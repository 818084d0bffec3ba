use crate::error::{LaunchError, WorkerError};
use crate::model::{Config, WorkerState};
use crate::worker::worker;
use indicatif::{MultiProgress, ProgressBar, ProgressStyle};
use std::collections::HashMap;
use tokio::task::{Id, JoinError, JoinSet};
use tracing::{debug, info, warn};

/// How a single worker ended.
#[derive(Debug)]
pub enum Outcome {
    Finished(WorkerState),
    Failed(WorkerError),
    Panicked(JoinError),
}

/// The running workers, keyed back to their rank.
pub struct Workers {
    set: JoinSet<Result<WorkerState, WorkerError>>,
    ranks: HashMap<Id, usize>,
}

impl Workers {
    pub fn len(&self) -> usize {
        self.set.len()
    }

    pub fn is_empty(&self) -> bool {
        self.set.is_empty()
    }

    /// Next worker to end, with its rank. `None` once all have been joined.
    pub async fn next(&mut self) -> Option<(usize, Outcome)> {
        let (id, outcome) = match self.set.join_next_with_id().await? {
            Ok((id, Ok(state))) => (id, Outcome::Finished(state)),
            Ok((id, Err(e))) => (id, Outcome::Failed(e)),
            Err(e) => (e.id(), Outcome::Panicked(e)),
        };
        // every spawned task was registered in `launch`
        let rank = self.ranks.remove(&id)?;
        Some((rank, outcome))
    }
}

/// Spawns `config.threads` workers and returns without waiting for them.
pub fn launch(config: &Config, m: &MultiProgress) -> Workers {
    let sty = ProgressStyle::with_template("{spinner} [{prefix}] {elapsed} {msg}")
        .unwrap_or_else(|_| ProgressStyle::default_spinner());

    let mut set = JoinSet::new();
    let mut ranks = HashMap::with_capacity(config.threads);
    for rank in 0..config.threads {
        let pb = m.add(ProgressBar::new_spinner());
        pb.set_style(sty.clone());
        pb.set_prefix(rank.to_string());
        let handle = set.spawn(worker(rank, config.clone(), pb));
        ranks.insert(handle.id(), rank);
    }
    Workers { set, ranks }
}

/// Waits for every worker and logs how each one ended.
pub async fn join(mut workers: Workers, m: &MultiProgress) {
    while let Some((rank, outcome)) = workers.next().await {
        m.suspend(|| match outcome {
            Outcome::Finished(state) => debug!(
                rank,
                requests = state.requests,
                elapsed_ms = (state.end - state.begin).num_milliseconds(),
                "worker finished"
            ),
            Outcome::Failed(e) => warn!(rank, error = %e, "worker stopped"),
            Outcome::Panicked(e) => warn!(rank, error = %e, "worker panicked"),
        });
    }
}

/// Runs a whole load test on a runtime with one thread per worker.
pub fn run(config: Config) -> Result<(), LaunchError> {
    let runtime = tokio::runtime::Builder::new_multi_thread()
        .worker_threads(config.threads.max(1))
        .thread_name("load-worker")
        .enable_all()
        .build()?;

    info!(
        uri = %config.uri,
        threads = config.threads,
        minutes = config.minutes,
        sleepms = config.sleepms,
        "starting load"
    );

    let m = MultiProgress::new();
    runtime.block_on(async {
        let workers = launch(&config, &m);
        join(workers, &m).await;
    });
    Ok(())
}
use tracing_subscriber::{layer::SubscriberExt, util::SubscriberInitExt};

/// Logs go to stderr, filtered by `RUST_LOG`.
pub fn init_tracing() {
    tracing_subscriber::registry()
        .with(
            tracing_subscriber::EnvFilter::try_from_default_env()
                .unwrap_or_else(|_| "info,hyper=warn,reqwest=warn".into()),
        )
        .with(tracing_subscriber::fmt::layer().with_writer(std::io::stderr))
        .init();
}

_ _ _ _

- WHAT TO DO: Extract all lines from the data in which "MultiProgress" is found.

- EXPECTED ANSWER:
use indicatif::{MultiProgress, ProgressBar, ProgressStyle};
pub fn launch(config: &Config, m: &MultiProgress) -> Workers {
pub async fn join(mut workers: Workers, m: &MultiProgress) {
    let m = MultiProgress::new();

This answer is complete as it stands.